== WORK INSTRUCTION ==
Each entry that follows should be retyped exactly.
INPUT FOR THIS TASK section start
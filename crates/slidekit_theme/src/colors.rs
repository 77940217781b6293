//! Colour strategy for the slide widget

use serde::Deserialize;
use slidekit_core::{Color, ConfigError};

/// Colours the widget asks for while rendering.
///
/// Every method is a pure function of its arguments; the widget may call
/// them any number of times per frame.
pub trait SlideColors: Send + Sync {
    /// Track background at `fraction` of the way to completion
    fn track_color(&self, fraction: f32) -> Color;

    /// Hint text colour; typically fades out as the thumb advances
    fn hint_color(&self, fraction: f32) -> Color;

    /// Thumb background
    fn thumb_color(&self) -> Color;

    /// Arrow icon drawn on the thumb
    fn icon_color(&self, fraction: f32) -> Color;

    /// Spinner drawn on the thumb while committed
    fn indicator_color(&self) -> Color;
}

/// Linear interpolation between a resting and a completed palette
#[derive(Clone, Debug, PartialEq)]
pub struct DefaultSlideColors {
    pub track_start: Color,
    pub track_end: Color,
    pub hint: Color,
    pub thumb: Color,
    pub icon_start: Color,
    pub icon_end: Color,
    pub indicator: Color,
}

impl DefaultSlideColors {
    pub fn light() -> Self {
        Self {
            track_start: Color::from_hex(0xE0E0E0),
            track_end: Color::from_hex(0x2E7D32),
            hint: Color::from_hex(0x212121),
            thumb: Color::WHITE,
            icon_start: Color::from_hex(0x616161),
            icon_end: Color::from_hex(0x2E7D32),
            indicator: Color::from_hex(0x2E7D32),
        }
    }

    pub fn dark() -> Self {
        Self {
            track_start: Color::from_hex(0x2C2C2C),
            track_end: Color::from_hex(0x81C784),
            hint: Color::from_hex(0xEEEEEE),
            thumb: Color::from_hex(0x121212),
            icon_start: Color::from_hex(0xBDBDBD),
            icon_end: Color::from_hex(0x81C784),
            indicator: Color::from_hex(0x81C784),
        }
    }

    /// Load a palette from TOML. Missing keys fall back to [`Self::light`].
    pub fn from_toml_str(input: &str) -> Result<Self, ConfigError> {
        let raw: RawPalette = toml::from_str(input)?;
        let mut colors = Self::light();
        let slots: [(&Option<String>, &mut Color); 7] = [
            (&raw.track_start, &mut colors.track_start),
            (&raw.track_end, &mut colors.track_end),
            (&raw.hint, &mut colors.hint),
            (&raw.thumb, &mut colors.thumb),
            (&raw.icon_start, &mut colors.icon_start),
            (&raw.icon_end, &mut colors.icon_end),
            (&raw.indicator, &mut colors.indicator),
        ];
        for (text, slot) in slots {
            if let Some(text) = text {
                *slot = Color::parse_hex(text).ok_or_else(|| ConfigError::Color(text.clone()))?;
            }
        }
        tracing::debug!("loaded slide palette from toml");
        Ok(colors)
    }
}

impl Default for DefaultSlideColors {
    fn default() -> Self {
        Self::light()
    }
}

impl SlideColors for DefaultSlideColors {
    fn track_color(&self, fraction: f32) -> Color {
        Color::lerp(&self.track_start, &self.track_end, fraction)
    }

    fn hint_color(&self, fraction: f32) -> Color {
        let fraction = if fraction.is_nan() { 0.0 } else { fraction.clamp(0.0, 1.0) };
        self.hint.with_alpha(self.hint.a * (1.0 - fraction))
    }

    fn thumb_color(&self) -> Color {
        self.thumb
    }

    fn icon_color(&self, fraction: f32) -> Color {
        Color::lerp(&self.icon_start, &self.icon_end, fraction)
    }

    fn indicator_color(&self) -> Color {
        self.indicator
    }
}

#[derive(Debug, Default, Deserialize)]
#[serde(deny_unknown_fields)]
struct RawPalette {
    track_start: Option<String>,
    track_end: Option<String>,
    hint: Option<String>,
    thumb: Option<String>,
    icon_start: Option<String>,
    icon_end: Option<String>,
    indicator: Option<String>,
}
INPUT FOR THIS TASK section end
== RESPONSE ==
filename crates/slidekit_theme/src/colors.rs
repository 77940217781b6293
//! Colour strategy for the slide widget

use serde::Deserialize;
use slidekit_core::{Color, ConfigError};

/// Colours the widget asks for while rendering.
///
/// Every method is a pure function of its arguments; the widget may call
/// them any number of times per frame.
pub trait SlideColors: Send + Sync {
    /// Track background at `fraction` of the way to completion
    fn track_color(&self, fraction: f32) -> Color;

    /// Hint text colour; typically fades out as the thumb advances
    fn hint_color(&self, fraction: f32) -> Color;

    /// Thumb background
    fn thumb_color(&self) -> Color;

    /// Arrow icon drawn on the thumb
    fn icon_color(&self, fraction: f32) -> Color;

    /// Spinner drawn on the thumb while committed
    fn indicator_color(&self) -> Color;
}

/// Linear interpolation between a resting and a completed palette
#[derive(Clone, Debug, PartialEq)]
pub struct DefaultSlideColors {
    pub track_start: Color,
    pub track_end: Color,
    pub hint: Color,
    pub thumb: Color,
    pub icon_start: Color,
    pub icon_end: Color,
    pub indicator: Color,
}

impl DefaultSlideColors {
    pub fn light() -> Self {
        Self {
            track_start: Color::from_hex(0xE0E0E0),
            track_end: Color::from_hex(0x2E7D32),
            hint: Color::from_hex(0x212121),
            thumb: Color::WHITE,
            icon_start: Color::from_hex(0x616161),
            icon_end: Color::from_hex(0x2E7D32),
            indicator: Color::from_hex(0x2E7D32),
        }
    }

    pub fn dark() -> Self {
        Self {
            track_start: Color::from_hex(0x2C2C2C),
            track_end: Color::from_hex(0x81C784),
            hint: Color::from_hex(0xEEEEEE),
            thumb: Color::from_hex(0x121212),
            icon_start: Color::from_hex(0xBDBDBD),
            icon_end: Color::from_hex(0x81C784),
            indicator: Color::from_hex(0x81C784),
        }
    }

    /// Load a palette from TOML. Missing keys fall back to [`Self::light`].
    pub fn from_toml_str(input: &str) -> Result<Self, ConfigError> {
        let raw: RawPalette = toml::from_str(input)?;
        let mut colors = Self::light();
        let slots: [(&Option<String>, &mut Color); 7] = [
            (&raw.track_start, &mut colors.track_start),
            (&raw.track_end, &mut colors.track_end),
            (&raw.hint, &mut colors.hint),
            (&raw.thumb, &mut colors.thumb),
            (&raw.icon_start, &mut colors.icon_start),
            (&raw.icon_end, &mut colors.icon_end),
            (&raw.indicator, &mut colors.indicator),
        ];
        for (text, slot) in slots {
            if let Some(text) = text {
                *slot = Color::parse_hex(text).ok_or_else(|| ConfigError::Color(text.clone()))?;
            }
        }
        tracing::debug!("loaded slide palette from toml");
        Ok(colors)
    }
}

impl Default for DefaultSlideColors {
    fn default() -> Self {
        Self::light()
    }
}

impl SlideColors for DefaultSlideColors {
    fn track_color(&self, fraction: f32) -> Color {
        Color::lerp(&self.track_start, &self.track_end, fraction)
    }

    fn hint_color(&self, fraction: f32) -> Color {
        let fraction = if fraction.is_nan() { 0.0 } else { fraction.clamp(0.0, 1.0) };
        self.hint.with_alpha(self.hint.a * (1.0 - fraction))
    }

    fn thumb_color(&self) -> Color {
        self.thumb
    }

    fn icon_color(&self, fraction: f32) -> Color {
        Color::lerp(&self.icon_start, &self.icon_end, fraction)
    }

    fn indicator_color(&self) -> Color {
        self.indicator
    }
}

#[derive(Debug, Default, Deserialize)]
#[serde(deny_unknown_fields)]
struct RawPalette {
    track_start: Option<String>,
    track_end: Option<String>,
    hint: Option<String>,
    thumb: Option<String>,
    icon_start: Option<String>,
    icon_end: Option<String>,
    indicator: Option<String>,
}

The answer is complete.